Le procès des militaires voleurs d’enfants qui s’est ouvert lundi à Buenos Aires ne révèle pas seulement la nature criminelle de la dictature militaire qui régna en Argentine entre 1976 et 1983.
Il expose aussi de manière particulièrement crue l’idéologie dont se réclamait la Junte pour commettre ses forfaits.
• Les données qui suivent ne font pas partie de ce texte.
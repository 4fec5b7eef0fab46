use crate::error::{AppError, AppResult};
use crate::middleware::auth::parse_user_id;
use crate::middleware::AuthUser;
use crate::response::ApiResponse;
use crate::services::upload::{UploadConfig, UploadService};
use crate::services::user::UserService;
use axum::{extract::Multipart, response::IntoResponse, Extension};
use sea_orm::DatabaseConnection;
use serde::Serialize;
use utoipa::ToSchema;

#[derive(Debug, Serialize, ToSchema)]
pub struct UploadResponse {
    pub url: String,
}

#[derive(Debug, Serialize, ToSchema)]
pub struct MultiUploadResponse {
    pub urls: Vec<String>,
}

#[utoipa::path(
    post,
    path = "/api/v1/upload/avatar",
    security(("jwt_token" = [])),
    responses(
        (status = 200, description = "Avatar uploaded and set", body = UploadResponse),
        (status = 400, description = "Not an accepted image", body = AppError),
        (status = 401, description = "Unauthorized", body = AppError),
        (status = 413, description = "File too large", body = AppError),
    ),
    tag = "uploads"
)]
pub async fn upload_avatar(
    Extension(db): Extension<DatabaseConnection>,
    Extension(config): Extension<UploadConfig>,
    auth_user: AuthUser,
    mut multipart: Multipart,
) -> AppResult<impl IntoResponse> {
    let user_id = parse_user_id(&auth_user)?;

    let field = multipart
        .next_field()
        .await
        .map_err(|e| AppError::Validation(format!("Failed to read upload: {}", e)))?
        .ok_or_else(|| AppError::Validation("No file provided".to_string()))?;

    let content_type = field
        .content_type()
        .unwrap_or("application/octet-stream")
        .to_string();

    let data = field
        .bytes()
        .await
        .map_err(|e| AppError::Validation(format!("Failed to read file data: {}", e)))?;

    let url = UploadService::save_file(&config, &data, &content_type, "avatars").await?;

    let service = UserService::new(db);
    service.update_avatar_url(user_id, &url).await?;

    Ok(ApiResponse::ok(UploadResponse { url }))
}

/// Upload evidence images for a warning or report. Individual files that
/// fail validation are skipped; the response lists the URLs that made it,
/// in input order.
#[utoipa::path(
    post,
    path = "/api/v1/upload/evidence",
    security(("jwt_token" = [])),
    responses(
        (status = 200, description = "Uploaded evidence URLs in input order", body = MultiUploadResponse),
        (status = 401, description = "Unauthorized", body = AppError),
    ),
    tag = "uploads"
)]
pub async fn upload_evidence(
    Extension(config): Extension<UploadConfig>,
    _auth_user: AuthUser,
    mut multipart: Multipart,
) -> AppResult<impl IntoResponse> {
    let mut files: Vec<(Vec<u8>, String)> = Vec::new();

    while let Some(field) = multipart
        .next_field()
        .await
        .map_err(|e| AppError::Validation(format!("Failed to read upload: {}", e)))?
    {
        let content_type = field
            .content_type()
            .unwrap_or("application/octet-stream")
            .to_string();

        match field.bytes().await {
            Ok(data) => files.push((data.to_vec(), content_type)),
            Err(e) => tracing::warn!("skipping unreadable upload part: {e}"),
        }
    }

    if files.is_empty() {
        return Err(AppError::Validation("No files provided".to_string()));
    }

    let urls = UploadService::save_many(&config, files, "evidence").await;

    Ok(ApiResponse::ok(MultiUploadResponse { urls }))
}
Si les généraux enlevaient les bébés des prisonnières condamnées à disparaître dans les eaux du Rio de la Plata, c’était aussi « pour les sauver de la damnation » en les confiant à des familles « respectables » qui les éduqueraient dans la foi chrétienne et les valeurs de « l’Occident ».
Les auteurs du putsch de 1976 n’étaient pas seulement des soudards à la Pinochet, défenseurs des intérêts sonnants et trébuchants de l’oligarchie menacée par le socialisme et les “partageux”. Non, ils se considéraient d’abord et avant tout comme des croisés, chargés de débarrasser l’Argentine de ses mécréants, de ses déviants et de ses dissidents.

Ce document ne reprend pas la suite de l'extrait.